Although they sound the same, one drink doesn’t always equal one standard drink....
An alcoholic drink is not pure alcohol – it is a solution which contains varying amounts of ethanol (pure alcohol) and other ingredients. Some alcoholic drinks are stronger than others because they contain a greater amount of pure alcohol (ethanol) in the same volume. The higher the concentration of ethanol in the drink, the stronger the drink and the more standard drinks it will contain.
For example, mid-strength beer is 3.5% alcohol while spirits are approximately 40% alcohol.
What is a standard drink?
A standard (STD) drink is a unit measure of the amount of pure alcohol (ethanol) in your drink.
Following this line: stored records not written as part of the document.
//! Serializable request/response shapes exchanged with the host frame.
//!
//! Nothing here can hold an [`AbortSignal`](crate::AbortSignal) or a
//! [`Headers`] collection: signals never leave the plugin and headers
//! travel as a flat mapping.

use http::StatusCode;
use serde::{Deserialize, Serialize};
use serde_json::{Map, Value};
use zengine_rpc::RpcCall;

use crate::config::FETCH_METHOD;
use crate::error::{FetchError, Result};
use crate::headers::{Headers, PlainHeaders};
use crate::request::{FetchInit, RequestCredentials, RequestMode};
use crate::response::{Response, ResponseInit};

#[derive(Debug, Clone, PartialEq, Eq, Serialize, Deserialize)]
pub struct ApiOptions {
    #[serde(rename = "apiVersion")]
    pub api_version: String,
}

/// Fetch options as sent to the host: flat headers plus passthrough fields.
#[derive(Debug, Clone, Default, PartialEq, Serialize, Deserialize)]
pub struct WireFetchOptions {
    #[serde(default)]
    pub headers: PlainHeaders,
    #[serde(default, skip_serializing_if = "Option::is_none")]
    pub method: Option<String>,
    #[serde(default, skip_serializing_if = "Option::is_none")]
    pub body: Option<String>,
    #[serde(default, skip_serializing_if = "Option::is_none")]
    pub credentials: Option<RequestCredentials>,
    #[serde(default, skip_serializing_if = "Option::is_none")]
    pub mode: Option<RequestMode>,
    #[serde(default, skip_serializing_if = "Option::is_none")]
    pub cache: Option<String>,
    #[serde(default, skip_serializing_if = "Option::is_none")]
    pub redirect: Option<String>,
    #[serde(default, skip_serializing_if = "Option::is_none")]
    pub referrer: Option<String>,
    #[serde(default, skip_serializing_if = "Option::is_none")]
    pub integrity: Option<String>,
    #[serde(default, skip_serializing_if = "Option::is_none")]
    pub keepalive: Option<bool>,
    #[serde(flatten)]
    pub extra: Map<String, Value>,
}

/// Arguments of a `znFetch` call.
#[derive(Debug, Clone, PartialEq, Serialize, Deserialize)]
pub struct WireRequest {
    pub options: ApiOptions,
    pub url: String,
    #[serde(rename = "fetchOptions")]
    pub fetch_options: WireFetchOptions,
}

impl WireRequest {
    /// Strip the signal, flatten headers, and keep everything else.
    pub fn new(url: impl Into<String>, init: FetchInit, api_version: &str) -> Self {
        let FetchInit {
            method,
            headers,
            body,
            signal: _,
            credentials,
            mode,
            cache,
            redirect,
            referrer,
            integrity,
            keepalive,
            extra,
        } = init;

        Self {
            options: ApiOptions {
                api_version: api_version.to_string(),
            },
            url: url.into(),
            fetch_options: WireFetchOptions {
                headers: headers.map(|h| h.into_plain()).unwrap_or_default(),
                method,
                body,
                credentials,
                mode,
                cache,
                redirect,
                referrer,
                integrity,
                keepalive,
                extra,
            },
        }
    }

    /// The RPC call carrying this request.
    pub fn into_call(self) -> serde_json::Result<RpcCall> {
        Ok(RpcCall::new(FETCH_METHOD, serde_json::to_value(self)?))
    }
}

fn default_status() -> u16 {
    200
}

/// The host's description of a completed fetch.
#[derive(Debug, Clone, PartialEq, Eq, Serialize, Deserialize)]
#[serde(rename_all = "camelCase")]
pub struct WireResponse {
    #[serde(default)]
    pub body: String,
    #[serde(default)]
    pub headers: PlainHeaders,
    #[serde(default = "default_status")]
    pub status: u16,
    #[serde(default)]
    pub status_text: String,
    /// Set when the host itself reports the fetch as aborted.
    #[serde(default, skip_serializing_if = "std::ops::Not::not")]
    pub fetch_signal_aborted: bool,
}

impl WireResponse {
    /// Rebuild a [`Response`] with a proper header collection.
    ///
    /// Fails if the host sent a status outside `100..=999` or a header
    /// HTTP does not allow.
    pub fn into_response(self) -> Result<Response> {
        let WireResponse {
            body,
            headers,
            status,
            status_text,
            fetch_signal_aborted: _,
        } = self;

        let status_code =
            StatusCode::from_u16(status).map_err(|err| FetchError::InvalidStatus(status, err))?;
        let headers = Headers::try_from(&headers).map_err(FetchError::InvalidResponseHeader)?;

        Ok(Response::new(
            body,
            ResponseInit {
                status: status_code,
                status_text,
                headers,
            },
        ))
    }
}
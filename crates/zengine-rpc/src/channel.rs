use tokio::sync::mpsc;

use crate::client::PostRpcClient;
use crate::config::RpcConfig;
use crate::host::HostEndpoint;

/// Create a connected plugin client and host endpoint.
///
/// The host answers from `config.origin`, so replies pass the client's
/// origin check.
pub fn channel(config: RpcConfig) -> (PostRpcClient, HostEndpoint) {
    let host_origin = config.origin.clone();
    channel_with_host_origin(config, host_origin)
}

/// Create a pair whose host runs on an explicit origin.
///
/// When `host_origin` differs from `config.origin` the two sides drop each
/// other's messages, as browsers do for mismatched `postMessage` targets.
pub fn channel_with_host_origin(
    config: RpcConfig,
    host_origin: impl Into<String>,
) -> (PostRpcClient, HostEndpoint) {
    let (to_host_tx, to_host_rx) = mpsc::unbounded_channel();
    let (to_plugin_tx, to_plugin_rx) = mpsc::unbounded_channel();

    let client = PostRpcClient::new(config, to_host_tx, to_plugin_rx);
    let host = HostEndpoint::new(host_origin, to_host_rx, to_plugin_tx);
    (client, host)
}
use std::time::Duration;

/// Errors that can occur while calling the host frame.
#[derive(Debug, Clone, PartialEq, Eq, thiserror::Error)]
pub enum RpcError {
    /// The host handled the call and reported a failure.
    #[error("host rejected call: {0}")]
    Remote(String),

    /// No reply arrived within the configured timeout.
    #[error("call '{method}' timed out after {timeout:?}")]
    Timeout { method: String, timeout: Duration },

    /// The channel to the host is gone.
    #[error("rpc channel closed")]
    Closed,

    /// `call` was used before `start`.
    #[error("rpc client not started")]
    NotStarted,

    /// `start` was called twice.
    #[error("rpc client already started")]
    AlreadyStarted,
}

pub type Result<T> = std::result::Result<T, RpcError>;
use serde::{Deserialize, Serialize};
use serde_json::Value;

use crate::call::RpcCall;

/// A message crossing the frame boundary.
///
/// `origin` mirrors `postMessage` semantics: on a request it is the target
/// origin the plugin addressed, on a response or event it is the origin of
/// the sending host frame. Receivers drop envelopes whose origin does not
/// match what they expect.
#[derive(Debug, Clone, Serialize, Deserialize, PartialEq)]
#[serde(tag = "type", rename_all = "camelCase")]
pub enum Envelope {
    /// Plugin → host method call.
    Request {
        id: u64,
        origin: String,
        method: String,
        #[serde(default, skip_serializing_if = "Value::is_null")]
        args: Value,
    },
    /// Host → plugin reply to a request.
    Response {
        id: u64,
        origin: String,
        #[serde(default, skip_serializing_if = "Option::is_none")]
        result: Option<Value>,
        #[serde(default, skip_serializing_if = "Option::is_none")]
        error: Option<String>,
    },
    /// Host → plugin event pushed to a subscription.
    Event {
        origin: String,
        name: String,
        #[serde(default)]
        payload: Value,
    },
}

impl Envelope {
    /// Wrap a call addressed to `origin`.
    pub fn request(id: u64, origin: impl Into<String>, call: RpcCall) -> Self {
        Self::Request {
            id,
            origin: origin.into(),
            method: call.method,
            args: call.args,
        }
    }

    /// Build a reply from a handler outcome.
    pub fn response(
        id: u64,
        origin: impl Into<String>,
        outcome: std::result::Result<Value, String>,
    ) -> Self {
        let (result, error) = match outcome {
            Ok(value) => (Some(value), None),
            Err(message) => (None, Some(message)),
        };
        Self::Response {
            id,
            origin: origin.into(),
            result,
            error,
        }
    }

    /// Build a host event.
    pub fn event(origin: impl Into<String>, name: impl Into<String>, payload: Value) -> Self {
        Self::Event {
            origin: origin.into(),
            name: name.into(),
            payload,
        }
    }

    /// Origin carried by this envelope.
    pub fn origin(&self) -> &str {
        match self {
            Self::Request { origin, .. }
            | Self::Response { origin, .. }
            | Self::Event { origin, .. } => origin,
        }
    }
}

#[cfg(test)]
mod tests {
    use serde_json::json;

    use super::*;

    #[test]
    fn request_is_tagged() {
        let env = Envelope::request(
            7,
            "https://platform.zenginehq.com",
            RpcCall::new("confirm", json!({ "message": "sure?" })),
        );
        assert_eq!(
            serde_json::to_value(&env).unwrap(),
            json!({
                "type": "request",
                "id": 7,
                "origin": "https://platform.zenginehq.com",
                "method": "confirm",
                "args": { "message": "sure?" }
            })
        );
    }

    #[test]
    fn error_response_has_no_result() {
        let env = Envelope::response(3, "https://h.test", Err("denied".to_string()));
        assert_eq!(
            serde_json::to_value(&env).unwrap(),
            json!({ "type": "response", "id": 3, "origin": "https://h.test", "error": "denied" })
        );
        assert_eq!(env.origin(), "https://h.test");
    }
}
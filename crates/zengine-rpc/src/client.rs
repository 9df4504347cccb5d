use std::collections::HashMap;
use std::sync::atomic::{AtomicBool, AtomicU64, Ordering};
use std::sync::{Arc, Mutex, MutexGuard};

use serde_json::Value;
use tokio::sync::{mpsc, oneshot};
use tokio::task::JoinHandle;
use tracing::{debug, warn};

use crate::call::RpcCall;
use crate::config::RpcConfig;
use crate::envelope::Envelope;
use crate::error::{Result, RpcError};
use crate::traits::{EventHandler, EventSubscriber, RpcTransport};

type Reply = Result<Value>;

/// Plugin-side RPC client.
///
/// Calls are tagged with a sequence id and parked in a pending table until
/// the dispatch task started by [`start`](Self::start) routes the matching
/// reply back. Cloning is cheap and every clone shares the same pending
/// table and subscriptions.
#[derive(Clone)]
pub struct PostRpcClient {
    inner: Arc<Inner>,
}

struct Inner {
    config: RpcConfig,
    outbound: mpsc::UnboundedSender<Envelope>,
    inbound: Mutex<Option<mpsc::UnboundedReceiver<Envelope>>>,
    pending: Mutex<HashMap<u64, oneshot::Sender<Reply>>>,
    subscriptions: Mutex<HashMap<String, EventHandler>>,
    next_id: AtomicU64,
    started: AtomicBool,
    logging: AtomicBool,
}

impl PostRpcClient {
    /// Create a client from the two halves of a message channel.
    ///
    /// The client does not read replies until [`start`](Self::start) is
    /// called.
    pub fn new(
        config: RpcConfig,
        outbound: mpsc::UnboundedSender<Envelope>,
        inbound: mpsc::UnboundedReceiver<Envelope>,
    ) -> Self {
        let logging = config.logging;
        Self {
            inner: Arc::new(Inner {
                config,
                outbound,
                inbound: Mutex::new(Some(inbound)),
                pending: Mutex::new(HashMap::new()),
                subscriptions: Mutex::new(HashMap::new()),
                next_id: AtomicU64::new(1),
                started: AtomicBool::new(false),
                logging: AtomicBool::new(logging),
            }),
        }
    }

    /// Host origin this client addresses.
    pub fn origin(&self) -> &str {
        &self.inner.config.origin
    }

    /// Toggle per-call debug logging.
    pub fn logging(&self, enabled: bool) {
        self.inner.logging.store(enabled, Ordering::Relaxed);
    }

    /// Spawn the dispatch task that routes replies and events.
    ///
    /// Must be called from within a tokio runtime.
    pub fn start(&self) -> Result<JoinHandle<()>> {
        let inbound = lock_recover(&self.inner.inbound)
            .take()
            .ok_or(RpcError::AlreadyStarted)?;
        self.inner.started.store(true, Ordering::SeqCst);
        Ok(tokio::spawn(dispatch(self.inner.clone(), inbound)))
    }

    /// Number of calls still waiting for a reply.
    pub fn pending_calls(&self) -> usize {
        lock_recover(&self.inner.pending).len()
    }

    /// Send `call` to the host and wait for its reply.
    pub async fn call(&self, call: RpcCall) -> Result<Value> {
        if !self.inner.started.load(Ordering::SeqCst) {
            return Err(RpcError::NotStarted);
        }

        let id = self.inner.next_id.fetch_add(1, Ordering::Relaxed);
        let method = call.method.clone();
        let (tx, rx) = oneshot::channel();
        lock_recover(&self.inner.pending).insert(id, tx);
        // Removes the pending entry if this future is dropped or times out.
        let _guard = PendingGuard {
            inner: &self.inner,
            id,
        };

        if self.inner.logging.load(Ordering::Relaxed) {
            debug!(id, method = %method, origin = %self.inner.config.origin, "rpc call");
        }

        let envelope = Envelope::request(id, self.inner.config.origin.clone(), call);
        self.inner
            .outbound
            .send(envelope)
            .map_err(|_| RpcError::Closed)?;

        match tokio::time::timeout(self.inner.config.timeout, rx).await {
            Ok(Ok(reply)) => {
                if self.inner.logging.load(Ordering::Relaxed) {
                    debug!(id, method = %method, ok = reply.is_ok(), "rpc reply");
                }
                reply
            }
            Ok(Err(_)) => Err(RpcError::Closed),
            Err(_) => Err(RpcError::Timeout {
                method,
                timeout: self.inner.config.timeout,
            }),
        }
    }
}

impl RpcTransport for PostRpcClient {
    async fn call(&self, call: RpcCall) -> Result<Value> {
        PostRpcClient::call(self, call).await
    }
}

impl EventSubscriber for PostRpcClient {
    fn subscribe(&self, name: &str, handler: EventHandler) -> Result<()> {
        lock_recover(&self.inner.subscriptions).insert(name.to_string(), handler);
        Ok(())
    }

    fn unsubscribe(&self, name: &str) -> Result<()> {
        lock_recover(&self.inner.subscriptions).remove(name);
        Ok(())
    }
}

impl std::fmt::Debug for PostRpcClient {
    fn fmt(&self, f: &mut std::fmt::Formatter<'_>) -> std::fmt::Result {
        f.debug_struct("PostRpcClient")
            .field("origin", &self.inner.config.origin)
            .field("timeout", &self.inner.config.timeout)
            .field("started", &self.inner.started.load(Ordering::Relaxed))
            .finish()
    }
}

struct PendingGuard<'a> {
    inner: &'a Inner,
    id: u64,
}

impl Drop for PendingGuard<'_> {
    fn drop(&mut self) {
        lock_recover(&self.inner.pending).remove(&self.id);
    }
}

/// Lock a table, taking it over if a panicking holder poisoned it. Every
/// critical section here is a single map operation, so the data is intact.
fn lock_recover<T>(mutex: &Mutex<T>) -> MutexGuard<'_, T> {
    mutex.lock().unwrap_or_else(|poisoned| poisoned.into_inner())
}

async fn dispatch(inner: Arc<Inner>, mut inbound: mpsc::UnboundedReceiver<Envelope>) {
    while let Some(envelope) = inbound.recv().await {
        if envelope.origin() != inner.config.origin {
            warn!(
                expected = %inner.config.origin,
                actual = %envelope.origin(),
                "ignoring message from unexpected origin"
            );
            continue;
        }

        match envelope {
            Envelope::Response {
                id, result, error, ..
            } => {
                let reply = match error {
                    Some(message) => Err(RpcError::Remote(message)),
                    None => Ok(result.unwrap_or(Value::Null)),
                };
                let sender = lock_recover(&inner.pending).remove(&id);
                match sender {
                    Some(tx) => {
                        if tx.send(reply).is_err() {
                            debug!(id, "caller stopped waiting; reply discarded");
                        }
                    }
                    None => debug!(id, "reply for abandoned call discarded"),
                }
            }
            Envelope::Event { name, payload, .. } => {
                let handler = lock_recover(&inner.subscriptions).get(&name).cloned();
                match handler {
                    Some(handler) => handler(payload),
                    None => debug!(event = %name, "no subscriber for host event"),
                }
            }
            Envelope::Request { id, method, .. } => {
                warn!(id, method = %method, "plugin received a request envelope; ignoring");
            }
        }
    }

    let drained: Vec<_> = lock_recover(&inner.pending).drain().collect();
    for (_, tx) in drained {
        let _ = tx.send(Err(RpcError::Closed));
    }
    debug!("rpc dispatch loop finished");
}

#[cfg(test)]
mod tests {
    use std::sync::atomic::AtomicUsize;
    use std::time::Duration;

    use serde_json::json;

    use super::*;
    use crate::channel::{channel, channel_with_host_origin};

    #[tokio::test]
    async fn call_before_start_is_rejected() {
        let (client, _host) = channel(RpcConfig::default());
        let err = client.call(RpcCall::bare("context")).await.unwrap_err();
        assert_eq!(err, RpcError::NotStarted);
    }

    #[tokio::test]
    async fn start_twice_is_rejected() {
        let (client, _host) = channel(RpcConfig::default());
        client.start().unwrap();
        assert!(matches!(client.start(), Err(RpcError::AlreadyStarted)));
    }

    #[tokio::test]
    async fn routes_reply_to_caller() {
        let (client, host) = channel(RpcConfig::default());
        client.start().unwrap();
        tokio::spawn(host.serve(|call: RpcCall| async move {
            assert_eq!(call.method, "confirm");
            Ok(json!(true))
        }));

        let reply = client
            .call(RpcCall::new("confirm", json!({ "message": "ok?" })))
            .await
            .unwrap();
        assert_eq!(reply, json!(true));
        assert_eq!(client.pending_calls(), 0);
    }

    #[tokio::test]
    async fn host_error_becomes_remote() {
        let (client, host) = channel(RpcConfig::default());
        client.start().unwrap();
        tokio::spawn(host.serve(|_call: RpcCall| async move { Err("no such record".to_string()) }));

        let err = client.call(RpcCall::bare("context")).await.unwrap_err();
        assert_eq!(err, RpcError::Remote("no such record".to_string()));
    }

    #[tokio::test(start_paused = true)]
    async fn times_out_without_reply() {
        let config = RpcConfig {
            timeout: Duration::from_millis(200),
            ..RpcConfig::default()
        };
        let (client, mut host) = channel(config);
        client.start().unwrap();
        // Keep the endpoint alive but never answer.
        let _silent = tokio::spawn(async move { while host.recv().await.is_some() {} });

        let err = client.call(RpcCall::bare("context")).await.unwrap_err();
        assert!(matches!(err, RpcError::Timeout { ref method, .. } if method == "context"));
        assert_eq!(client.pending_calls(), 0);
    }

    #[tokio::test(start_paused = true)]
    async fn replies_from_foreign_origin_are_ignored() {
        let config = RpcConfig {
            timeout: Duration::from_millis(100),
            ..RpcConfig::for_origin("https://host.example")
        };
        let (client, host) = channel_with_host_origin(config, "https://evil.example");
        client.start().unwrap();
        let responder = host.responder();
        // Reply directly, bypassing the endpoint's own target-origin filter.
        responder.respond(1, Ok(json!("spoofed"))).unwrap();

        let err = client.call(RpcCall::bare("context")).await.unwrap_err();
        assert!(matches!(err, RpcError::Timeout { .. }));
    }

    #[tokio::test]
    async fn closed_host_fails_pending_calls() {
        let (client, mut host) = channel(RpcConfig::default());
        client.start().unwrap();
        tokio::spawn(async move {
            let _ = host.recv().await;
            drop(host);
        });

        let err = client.call(RpcCall::bare("context")).await.unwrap_err();
        assert_eq!(err, RpcError::Closed);
    }

    #[tokio::test]
    async fn dropped_call_leaves_no_pending_entry() {
        let (client, mut host) = channel(RpcConfig::default());
        client.start().unwrap();

        let call = client.call(RpcCall::bare("context"));
        let polled = tokio::time::timeout(Duration::from_millis(10), call).await;
        assert!(polled.is_err());
        assert_eq!(client.pending_calls(), 0);

        // A late reply for the abandoned call is discarded quietly.
        let request = host.recv().await.expect("request should arrive");
        host.responder().respond(request.id, Ok(json!({}))).unwrap();
    }

    #[test]
    fn poisoned_table_is_still_usable() {
        let table = Arc::new(Mutex::new(HashMap::from([(1_u64, "kept")])));
        let poisoner = table.clone();
        let _ = std::thread::spawn(move || {
            let _held = poisoner.lock().unwrap();
            panic!("handler panicked while holding the table");
        })
        .join();

        assert!(table.is_poisoned());
        assert_eq!(lock_recover(&table).get(&1), Some(&"kept"));
        lock_recover(&table).insert(2, "added");
        assert_eq!(lock_recover(&table).len(), 2);
    }

    #[tokio::test]
    async fn events_reach_subscribers() {
        let (client, host) = channel(RpcConfig::default());
        client.start().unwrap();

        let seen = Arc::new(AtomicUsize::new(0));
        let (done_tx, done_rx) = oneshot::channel();
        let done_tx = Mutex::new(Some(done_tx));
        let counter = seen.clone();
        client
            .subscribe(
                "select",
                Arc::new(move |payload: Value| {
                    assert_eq!(payload, json!({ "id": 9 }));
                    counter.fetch_add(1, Ordering::SeqCst);
                    if let Some(tx) = done_tx.lock().unwrap().take() {
                        let _ = tx.send(());
                    }
                }),
            )
            .unwrap();

        let responder = host.responder();
        responder.emit("ignored", json!(null)).unwrap();
        responder.emit("select", json!({ "id": 9 })).unwrap();
        done_rx.await.unwrap();
        assert_eq!(seen.load(Ordering::SeqCst), 1);

        client.unsubscribe("select").unwrap();
        client.unsubscribe("never-registered").unwrap();
    }
}
use zengine_fetch::FetchError;
use zengine_rpc::RpcError;

/// Errors returned by [`ZengineClient`](crate::ZengineClient).
#[derive(Debug, thiserror::Error)]
pub enum SdkError {
    #[error("rpc error: {0}")]
    Rpc(#[from] RpcError),

    #[error(transparent)]
    Fetch(#[from] FetchError),

    /// The host replied with a value of the wrong shape.
    #[error("unexpected reply to '{method}': {source}")]
    UnexpectedReply {
        method: String,
        #[source]
        source: serde_json::Error,
    },
}

pub type Result<T> = std::result::Result<T, SdkError>;
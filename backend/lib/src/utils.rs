pub mod serde {
    use alloy_core::primitives::Address;
    use serde::Serializer;

    /// Serialize an address in its EIP-55 checksummed form
    pub fn checksummed_address<S>(address: &Address, ser: S) -> Result<S::Ok, S::Error>
    where
        S: Serializer,
    {
        ser.serialize_str(&address.to_checksum(None))
    }
}
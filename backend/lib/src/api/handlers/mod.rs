use axum::{extract::State, response::IntoResponse, Json};

use crate::services::Services;

pub mod auth;
pub mod resource;

pub async fn health_check(State(services): State<Services>) -> impl IntoResponse {
    Json(services.health.check_health())
}
//! Services module for the wallet guard

pub mod auth;
pub mod health;

use std::sync::Arc;

use crate::{config::Config, data::registry::AuthorizationRegistry, error::Error};

#[derive(Clone)]
pub struct Services {
    pub auth: Arc<auth::AuthService>,
    pub health: Arc<health::HealthService>,
    pub registry: Arc<dyn AuthorizationRegistry>,
}

impl Services {
    /// Build the services from a validated configuration
    pub fn new(config: &Config, registry: Arc<dyn AuthorizationRegistry>) -> Result<Self, Error> {
        let auth = Arc::new(auth::AuthService::new(config, registry.clone())?);
        let health = Arc::new(health::HealthService::new());

        Ok(Self {
            auth,
            health,
            registry,
        })
    }
}

#[cfg(feature = "mocks")]
impl Services {
    /// Create services backed by an empty [`MockRegistry`](crate::data::registry::MockRegistry)
    /// and the development signing key
    pub fn mocks() -> Self {
        Self::mocks_with_registry(Arc::new(crate::data::registry::MockRegistry::new()))
    }

    /// Same as [`Services::mocks`], sharing the given registry
    pub fn mocks_with_registry(registry: Arc<crate::data::registry::MockRegistry>) -> Self {
        let mut config = Config::default();
        config.auth.signing_key = crate::constants::test::DEV_SIGNING_KEY.to_string();

        Self::new(&config, registry).expect("development configuration is valid")
    }
}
In Australia, 1.0 STD drink = 10g Ethanol
Below are some examples of typical drinks and how many standard drinks each contains:
To further complicate matters, no matter where you go alcohol is served in different glasses, jars, bottles and jugs. Next time you’re out, take note of the size of the glass your drink is served in – don’t assume that a glass holds one standard drink. A standard restaurant pour of wine is in fact 150ml, while 1.0 standard drink of wine is 100ml.
When keeping track of alcohol intake it is more reliable to count the number of standard drinks you have had, than the number of glasses.
If you're a part of our Healthy Lifestyle Challenge...
You lose points for each alcoholic drink you consume. Deduct -10 points for each 1.0 Standard drink you consume. So if you had 150ml of wine, that's 1.5 standard drinks and means -15 points. ouch!